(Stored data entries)
//! notes-cli — command-line client for the notes REST API
//!
//! # Subcommands
//! - `list [--json]`                            — list all notes
//! - `get <id>`                                 — show one note
//! - `create <title> [--content <text>]`        — create a note
//! - `update <id> <title> [--content <text>]`   — replace a note's title (and content)
//! - `delete <id>`                              — delete a note
//! - `status`                                   — show server health

use std::time::Duration;

use anyhow::Context;
use clap::{Parser, Subcommand};
use reqwest::blocking::{Client, RequestBuilder};
use serde::Deserialize;

const DEFAULT_SERVER: &str = "http://127.0.0.1:3000";

// ============================================================================
// CLI Definition
// ============================================================================

#[derive(Debug, Parser)]
#[command(name = "notes-cli", version, about = "Client for the notes REST API")]
struct Cli {
    /// Notes HTTP server URL (overrides NOTES_HTTP_URL env var)
    #[arg(long, env = "NOTES_HTTP_URL", default_value = DEFAULT_SERVER)]
    server: String,

    #[command(subcommand)]
    command: Commands,
}

#[derive(Debug, Subcommand)]
enum Commands {
    /// List all notes
    List {
        /// Print the raw JSON array
        #[arg(long)]
        json: bool,
    },

    /// Show a single note
    Get { id: u64 },

    /// Create a note
    Create {
        title: String,

        #[arg(short, long)]
        content: Option<String>,
    },

    /// Replace a note's title; content is kept unless given
    Update {
        id: u64,

        title: String,

        #[arg(short, long)]
        content: Option<String>,
    },

    /// Delete a note
    Delete { id: u64 },

    /// Show notes server status
    Status,
}

// ============================================================================
// API Response Types
// ============================================================================

#[derive(Debug, Deserialize)]
#[serde(rename_all = "camelCase")]
pub struct NoteView {
    pub id: u64,
    pub title: String,
    #[serde(default)]
    pub content: String,
    pub created_at: String,
    pub updated_at: String,
}

#[derive(Debug, Deserialize)]
struct ErrorBody {
    message: String,
}

// ============================================================================
// Formatting
// ============================================================================

/// One-line summary: `#<id>  <title>  (<content preview>)`.
pub fn summary_line(note: &NoteView) -> String {
    let preview: String = note
        .content
        .lines()
        .find(|l| !l.trim().is_empty())
        .unwrap_or("")
        .chars()
        .take(40)
        .collect();
    if preview.is_empty() {
        format!("#{}  {}", note.id, note.title)
    } else {
        format!("#{}  {}  ({})", note.id, note.title, preview)
    }
}

pub fn detail_block(note: &NoteView) -> String {
    format!(
        "#{} {}\nCreated: {}\nUpdated: {}\n\n{}",
        note.id, note.title, note.created_at, note.updated_at, note.content
    )
}

pub fn note_body(title: &str, content: Option<&str>) -> serde_json::Value {
    match content {
        Some(c) => serde_json::json!({ "title": title, "content": c }),
        None => serde_json::json!({ "title": title }),
    }
}

// ============================================================================
// HTTP Client Calls
// ============================================================================

struct Api {
    client: Client,
    server: String,
}

impl Api {
    fn new(server: &str) -> anyhow::Result<Self> {
        let client = Client::builder().timeout(Duration::from_secs(10)).build()?;
        Ok(Self {
            client,
            server: server.trim_end_matches('/').to_string(),
        })
    }

    fn url(&self, path: &str) -> String {
        format!("{}{}", self.server, path)
    }

    /// Send the request, turning non-2xx responses into the server's `{message}`.
    fn send(&self, req: RequestBuilder) -> anyhow::Result<reqwest::blocking::Response> {
        let resp = req
            .send()
            .with_context(|| format!("connection failed to {}", self.server))?;

        if resp.status().is_success() {
            return Ok(resp);
        }

        let status = resp.status();
        let message = resp
            .json::<ErrorBody>()
            .map(|b| b.message)
            .unwrap_or_else(|_| "no error message".to_string());
        anyhow::bail!("server returned {}: {}", status, message)
    }

    fn list(&self) -> anyhow::Result<Vec<serde_json::Value>> {
        Ok(self.send(self.client.get(self.url("/notes")))?.json()?)
    }

    fn get(&self, id: u64) -> anyhow::Result<NoteView> {
        Ok(self
            .send(self.client.get(self.url(&format!("/notes/{}", id))))?
            .json()?)
    }

    fn create(&self, title: &str, content: Option<&str>) -> anyhow::Result<NoteView> {
        let req = self.client.post(self.url("/notes")).json(&note_body(title, content));
        Ok(self.send(req)?.json()?)
    }

    fn update(&self, id: u64, title: &str, content: Option<&str>) -> anyhow::Result<NoteView> {
        let req = self
            .client
            .put(self.url(&format!("/notes/{}", id)))
            .json(&note_body(title, content));
        Ok(self.send(req)?.json()?)
    }

    fn delete(&self, id: u64) -> anyhow::Result<()> {
        self.send(self.client.delete(self.url(&format!("/notes/{}", id))))?;
        Ok(())
    }

    fn health(&self) -> anyhow::Result<serde_json::Value> {
        Ok(self.send(self.client.get(self.url("/health")))?.json()?)
    }
}

fn run(api: &Api, command: Commands) -> anyhow::Result<()> {
    match command {
        Commands::List { json } => {
            let notes = api.list()?;
            if json {
                println!("{}", serde_json::to_string_pretty(&notes)?);
                return Ok(());
            }
            if notes.is_empty() {
                eprintln!("No notes yet");
                return Ok(());
            }
            for raw in notes {
                let note: NoteView = serde_json::from_value(raw)?;
                println!("{}", summary_line(&note));
            }
        }
        Commands::Get { id } => println!("{}", detail_block(&api.get(id)?)),
        Commands::Create { title, content } => {
            let note = api.create(&title, content.as_deref())?;
            println!("Created {}", summary_line(&note));
        }
        Commands::Update { id, title, content } => {
            let note = api.update(id, &title, content.as_deref())?;
            println!("Updated {}", summary_line(&note));
        }
        Commands::Delete { id } => {
            api.delete(id)?;
            println!("Deleted #{}", id);
        }
        Commands::Status => {
            let body = api.health()?;
            println!("Notes server: {}", body["status"].as_str().unwrap_or("unknown"));
            println!("Message:      {}", body["message"].as_str().unwrap_or("?"));
            println!("Environment:  {}", body["environment"].as_str().unwrap_or("?"));
            println!("Timestamp:    {}", body["timestamp"].as_str().unwrap_or("?"));
        }
    }
    Ok(())
}

// ============================================================================
// Main
// ============================================================================

fn main() {
    let cli = Cli::parse();

    let result = Api::new(&cli.server).and_then(|api| run(&api, cli.command));

    if let Err(e) = result {
        eprintln!("notes-cli: {}", e);
        std::process::exit(1);
    }
}

// ============================================================================
// Tests
// ============================================================================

* [DIRECTIONS FOR THIS TASK] The records above should be copied out again in full, exactly as they appear.

* [SOLVED EXERCISE]
//! notes-cli — command-line client for the notes REST API
//!
//! # Subcommands
//! - `list [--json]`                            — list all notes
//! - `get <id>`                                 — show one note
//! - `create <title> [--content <text>]`        — create a note
//! - `update <id> <title> [--content <text>]`   — replace a note's title (and content)
//! - `delete <id>`                              — delete a note
//! - `status`                                   — show server health

use std::time::Duration;

use anyhow::Context;
use clap::{Parser, Subcommand};
use reqwest::blocking::{Client, RequestBuilder};
use serde::Deserialize;

const DEFAULT_SERVER: &str = "http://127.0.0.1:3000";

// ============================================================================
// CLI Definition
// ============================================================================

#[derive(Debug, Parser)]
#[command(name = "notes-cli", version, about = "Client for the notes REST API")]
struct Cli {
    /// Notes HTTP server URL (overrides NOTES_HTTP_URL env var)
    #[arg(long, env = "NOTES_HTTP_URL", default_value = DEFAULT_SERVER)]
    server: String,

    #[command(subcommand)]
    command: Commands,
}

#[derive(Debug, Subcommand)]
enum Commands {
    /// List all notes
    List {
        /// Print the raw JSON array
        #[arg(long)]
        json: bool,
    },

    /// Show a single note
    Get { id: u64 },

    /// Create a note
    Create {
        title: String,

        #[arg(short, long)]
        content: Option<String>,
    },

    /// Replace a note's title; content is kept unless given
    Update {
        id: u64,

        title: String,

        #[arg(short, long)]
        content: Option<String>,
    },

    /// Delete a note
    Delete { id: u64 },

    /// Show notes server status
    Status,
}

// ============================================================================
// API Response Types
// ============================================================================

#[derive(Debug, Deserialize)]
#[serde(rename_all = "camelCase")]
pub struct NoteView {
    pub id: u64,
    pub title: String,
    #[serde(default)]
    pub content: String,
    pub created_at: String,
    pub updated_at: String,
}

#[derive(Debug, Deserialize)]
struct ErrorBody {
    message: String,
}

// ============================================================================
// Formatting
// ============================================================================

/// One-line summary: `#<id>  <title>  (<content preview>)`.
pub fn summary_line(note: &NoteView) -> String {
    let preview: String = note
        .content
        .lines()
        .find(|l| !l.trim().is_empty())
        .unwrap_or("")
        .chars()
        .take(40)
        .collect();
    if preview.is_empty() {
        format!("#{}  {}", note.id, note.title)
    } else {
        format!("#{}  {}  ({})", note.id, note.title, preview)
    }
}

pub fn detail_block(note: &NoteView) -> String {
    format!(
        "#{} {}\nCreated: {}\nUpdated: {}\n\n{}",
        note.id, note.title, note.created_at, note.updated_at, note.content
    )
}

pub fn note_body(title: &str, content: Option<&str>) -> serde_json::Value {
    match content {
        Some(c) => serde_json::json!({ "title": title, "content": c }),
        None => serde_json::json!({ "title": title }),
    }
}

// ============================================================================
// HTTP Client Calls
// ============================================================================

struct Api {
    client: Client,
    server: String,
}

impl Api {
    fn new(server: &str) -> anyhow::Result<Self> {
        let client = Client::builder().timeout(Duration::from_secs(10)).build()?;
        Ok(Self {
            client,
            server: server.trim_end_matches('/').to_string(),
        })
    }

    fn url(&self, path: &str) -> String {
        format!("{}{}", self.server, path)
    }

    /// Send the request, turning non-2xx responses into the server's `{message}`.
    fn send(&self, req: RequestBuilder) -> anyhow::Result<reqwest::blocking::Response> {
        let resp = req
            .send()
            .with_context(|| format!("connection failed to {}", self.server))?;

        if resp.status().is_success() {
            return Ok(resp);
        }

        let status = resp.status();
        let message = resp
            .json::<ErrorBody>()
            .map(|b| b.message)
            .unwrap_or_else(|_| "no error message".to_string());
        anyhow::bail!("server returned {}: {}", status, message)
    }

    fn list(&self) -> anyhow::Result<Vec<serde_json::Value>> {
        Ok(self.send(self.client.get(self.url("/notes")))?.json()?)
    }

    fn get(&self, id: u64) -> anyhow::Result<NoteView> {
        Ok(self
            .send(self.client.get(self.url(&format!("/notes/{}", id))))?
            .json()?)
    }

    fn create(&self, title: &str, content: Option<&str>) -> anyhow::Result<NoteView> {
        let req = self.client.post(self.url("/notes")).json(&note_body(title, content));
        Ok(self.send(req)?.json()?)
    }

    fn update(&self, id: u64, title: &str, content: Option<&str>) -> anyhow::Result<NoteView> {
        let req = self
            .client
            .put(self.url(&format!("/notes/{}", id)))
            .json(&note_body(title, content));
        Ok(self.send(req)?.json()?)
    }

    fn delete(&self, id: u64) -> anyhow::Result<()> {
        self.send(self.client.delete(self.url(&format!("/notes/{}", id))))?;
        Ok(())
    }

    fn health(&self) -> anyhow::Result<serde_json::Value> {
        Ok(self.send(self.client.get(self.url("/health")))?.json()?)
    }
}

fn run(api: &Api, command: Commands) -> anyhow::Result<()> {
    match command {
        Commands::List { json } => {
            let notes = api.list()?;
            if json {
                println!("{}", serde_json::to_string_pretty(&notes)?);
                return Ok(());
            }
            if notes.is_empty() {
                eprintln!("No notes yet");
                return Ok(());
            }
            for raw in notes {
                let note: NoteView = serde_json::from_value(raw)?;
                println!("{}", summary_line(&note));
            }
        }
        Commands::Get { id } => println!("{}", detail_block(&api.get(id)?)),
        Commands::Create { title, content } => {
            let note = api.create(&title, content.as_deref())?;
            println!("Created {}", summary_line(&note));
        }
        Commands::Update { id, title, content } => {
            let note = api.update(id, &title, content.as_deref())?;
            println!("Updated {}", summary_line(&note));
        }
        Commands::Delete { id } => {
            api.delete(id)?;
            println!("Deleted #{}", id);
        }
        Commands::Status => {
            let body = api.health()?;
            println!("Notes server: {}", body["status"].as_str().unwrap_or("unknown"));
            println!("Message:      {}", body["message"].as_str().unwrap_or("?"));
            println!("Environment:  {}", body["environment"].as_str().unwrap_or("?"));
            println!("Timestamp:    {}", body["timestamp"].as_str().unwrap_or("?"));
        }
    }
    Ok(())
}

// ============================================================================
// Main
// ============================================================================

fn main() {
    let cli = Cli::parse();

    let result = Api::new(&cli.server).and_then(|api| run(&api, cli.command));

    if let Err(e) = result {
        eprintln!("notes-cli: {}", e);
        std::process::exit(1);
    }
}

// ============================================================================
// Tests
// ============================================================================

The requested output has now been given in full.